Sulfur-metal bonds bring proteins together to form a cage based on the snub cube

by Bethany Halford
May 11, 2019 | A version of this story appeared in Volume 97, Issue 19


Multicolored structure showing a cube made up of different-colored circles joined by gold spheres.
Credit: Heddle lab
A snub-cube-like protein cage with each TRAP ring a different color and gold atoms shown as yellow spheres

Biochemists have coaxed a protein to assemble into a snub-cube-shaped cage. Snub cubes, which have 38 faces—6 squares and 32 equilateral triangles—are one of the 13 Archimedean solids, first described more than 2,000 years ago by the Greek mathematician Archimedes. These structures possess convex shapes, identical vertices, and faces that are regular polygons. Until now, no one had built a snub-cube-like structure from biological molecules.

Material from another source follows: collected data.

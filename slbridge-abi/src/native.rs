// native.rs

//! Raw function-pointer shapes for the entry points a production adapter
//! resolves against the host's own copy of the embedded engine.
//!
//! These are declarations only: no symbol here is defined by this crate.
//! A platform adapter (out of scope for this repository) is expected to
//! resolve each one — by whatever interposition mechanism the host
//! platform supports — and hand the resulting function pointers to a
//! `slbridge::native::NativeEngine` implementation.

use std::os::raw::{c_char, c_double, c_int, c_void};

/// Opaque handle to a host-owned database connection.
pub type db_handle_t = *mut c_void;

/// Opaque handle to a host-owned prepared statement.
pub type stmt_handle_t = *mut c_void;

/// Opaque handle returned from `column_value`; may be either a genuine
/// engine-native value or a synthetic handle tagged with
/// [`crate::VALUE_HANDLE_MAGIC`].
pub type value_handle_t = *mut c_void;

pub type OpenFn =
    unsafe extern "C" fn(path: *const c_char, out_db: *mut db_handle_t) -> c_int;
pub type CloseFn = unsafe extern "C" fn(db: db_handle_t) -> c_int;
pub type PrepareFn = unsafe extern "C" fn(
    db: db_handle_t,
    sql: *const c_char,
    sql_len: c_int,
    out_stmt: *mut stmt_handle_t,
    out_tail: *mut *const c_char,
) -> c_int;
pub type StepFn = unsafe extern "C" fn(stmt: stmt_handle_t) -> c_int;
pub type ResetFn = unsafe extern "C" fn(stmt: stmt_handle_t) -> c_int;
pub type FinalizeFn = unsafe extern "C" fn(stmt: stmt_handle_t) -> c_int;
pub type ClearBindingsFn = unsafe extern "C" fn(stmt: stmt_handle_t) -> c_int;

pub type BindIntFn = unsafe extern "C" fn(stmt: stmt_handle_t, idx: c_int, val: c_int) -> c_int;
pub type BindInt64Fn = unsafe extern "C" fn(stmt: stmt_handle_t, idx: c_int, val: i64) -> c_int;
pub type BindDoubleFn =
    unsafe extern "C" fn(stmt: stmt_handle_t, idx: c_int, val: c_double) -> c_int;
pub type BindTextFn = unsafe extern "C" fn(
    stmt: stmt_handle_t,
    idx: c_int,
    val: *const c_char,
    len: c_int,
) -> c_int;
pub type BindBlobFn = unsafe extern "C" fn(
    stmt: stmt_handle_t,
    idx: c_int,
    val: *const c_void,
    len: c_int,
) -> c_int;
pub type BindNullFn = unsafe extern "C" fn(stmt: stmt_handle_t, idx: c_int) -> c_int;

pub type ColumnCountFn = unsafe extern "C" fn(stmt: stmt_handle_t) -> c_int;
pub type ColumnTypeFn = unsafe extern "C" fn(stmt: stmt_handle_t, col: c_int) -> c_int;
pub type ColumnIntFn = unsafe extern "C" fn(stmt: stmt_handle_t, col: c_int) -> c_int;
pub type ColumnInt64Fn = unsafe extern "C" fn(stmt: stmt_handle_t, col: c_int) -> i64;
pub type ColumnDoubleFn = unsafe extern "C" fn(stmt: stmt_handle_t, col: c_int) -> c_double;
pub type ColumnTextFn = unsafe extern "C" fn(stmt: stmt_handle_t, col: c_int) -> *const c_char;
pub type ColumnBlobFn = unsafe extern "C" fn(stmt: stmt_handle_t, col: c_int) -> *const c_void;
pub type ColumnBytesFn = unsafe extern "C" fn(stmt: stmt_handle_t, col: c_int) -> c_int;
pub type ColumnNameFn = unsafe extern "C" fn(stmt: stmt_handle_t, col: c_int) -> *const c_char;
pub type ColumnValueFn = unsafe extern "C" fn(stmt: stmt_handle_t, col: c_int) -> value_handle_t;

pub type ErrmsgFn = unsafe extern "C" fn(db: db_handle_t) -> *const c_char;
pub type ErrcodeFn = unsafe extern "C" fn(db: db_handle_t) -> c_int;

pub type ChangesFn = unsafe extern "C" fn(db: db_handle_t) -> c_int;
pub type LastInsertRowidFn = unsafe extern "C" fn(db: db_handle_t) -> i64;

A team led by Jonathan G. Heddle of Poland’s Jagiellonian University created the structure using the trp RNA-binding attenuation protein (TRAP). TRAP consists of 11 protein subunits that come together in a structure called an undecamer. To make it possible to build larger structures from the TRAP undecamers, the team swapped lysine residues at TRAP’s perimeter for cysteines. Gold(I) or mercury(II) brings some of the cysteines’ thiols together, pulling 24 of the undecamers into a snub-cube-like cage (Nature 2019, DOI: 10.1038/s41586-019-1185-4). The cages can withstand temperatures of 95 °C and extremes of pH, but adding a little reducing agent, such as dithiothreitol, prompts them to disassemble. This stability and controllable disassembly “hints at potential applications as an intracellular delivery agent,” the researchers write. They also say this study establishes an approach for linking protein components into previously unexplored geometries.